* **Problem**
Starting at the top of the entries below, set down every line exactly, please, until you reach the line with "use serde::Deserialize;", which is included too.

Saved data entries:
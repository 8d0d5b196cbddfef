//! Unified test file model
//!
//! Test files are extended JSON. They are parsed with `serde_json`,
//! converted to BSON so `$oid`, `$numberLong` and friends keep their types,
//! then decoded through serde. Every level rejects keys it does not know.

use std::path::Path;

use bson::{Bson, Document};
use serde::Deserialize;
use unified_core::{Error, Result, RunOnRequirement, SchemaVersion};
use unified_executor::{EntityDescription, ExpectedEventsForClient, RawOperation};

/// One unified-format test file.
#[derive(Debug, Clone, Deserialize)]
#[serde(rename_all = "camelCase", deny_unknown_fields)]
pub struct UnifiedTestFile {
    pub description: String,
    pub schema_version: SchemaVersion,
    #[serde(default)]
    pub run_on_requirements: Option<Vec<RunOnRequirement>>,
    #[serde(default)]
    pub create_entities: Option<Vec<EntityDescription>>,
    #[serde(default)]
    pub initial_data: Option<Vec<CollectionData>>,
    pub tests: Vec<UnifiedTest>,
    /// YAML anchor definitions carried over by converters; ignored.
    #[serde(default, rename = "_yamlAnchors")]
    pub yaml_anchors: Option<Document>,
}

/// One test of a file.
#[derive(Debug, Clone, Deserialize)]
#[serde(rename_all = "camelCase", deny_unknown_fields)]
pub struct UnifiedTest {
    pub description: String,
    #[serde(default)]
    pub run_on_requirements: Option<Vec<RunOnRequirement>>,
    #[serde(default)]
    pub skip_reason: Option<String>,
    pub operations: Vec<RawOperation>,
    #[serde(default)]
    pub expect_events: Option<Vec<ExpectedEventsForClient>>,
    #[serde(default)]
    pub outcome: Option<Vec<CollectionData>>,
}

/// Contents of one collection, used for `initialData` and `outcome`.
#[derive(Debug, Clone, PartialEq, Deserialize)]
#[serde(rename_all = "camelCase", deny_unknown_fields)]
pub struct CollectionData {
    pub collection_name: String,
    pub database_name: String,
    pub documents: Vec<Document>,
}

impl CollectionData {
    /// `database.collection`
    pub fn namespace(&self) -> String {
        format!("{}.{}", self.database_name, self.collection_name)
    }
}

impl UnifiedTestFile {
    /// Parse a test file from extended JSON text.
    pub fn from_json_str(json: &str) -> Result<Self> {
        let value: serde_json::Value =
            serde_json::from_str(json).map_err(|e| Error::invalid_test_file(format!("malformed JSON: {}", e)))?;
        let bson = Bson::try_from(value)
            .map_err(|e| Error::invalid_test_file(format!("malformed extended JSON: {}", e)))?;
        let Bson::Document(document) = bson else {
            return Err(Error::invalid_test_file("test file must be a JSON object"));
        };
        Self::from_document(document)
    }

    /// Decode a test file already converted to BSON.
    pub fn from_document(document: Document) -> Result<Self> {
        bson::from_document(document).map_err(|e| Error::invalid_test_file(e.to_string()))
    }

    /// Read and parse a test file.
    pub fn from_path(path: &Path) -> Result<Self> {
        let json = std::fs::read_to_string(path).map_err(|e| Error::Io {
            reason: format!("failed to read test file '{}': {}", path.display(), e),
        })?;
        Self::from_json_str(&json)
    }
}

* **Exercise result**
repository 8d0d5b196cbddfef
//! Unified test file model
//!
//! Test files are extended JSON. They are parsed with `serde_json`,
//! converted to BSON so `$oid`, `$numberLong` and friends keep their types,
//! then decoded through serde. Every level rejects keys it does not know.

use std::path::Path;

use bson::{Bson, Document};
use serde::Deserialize;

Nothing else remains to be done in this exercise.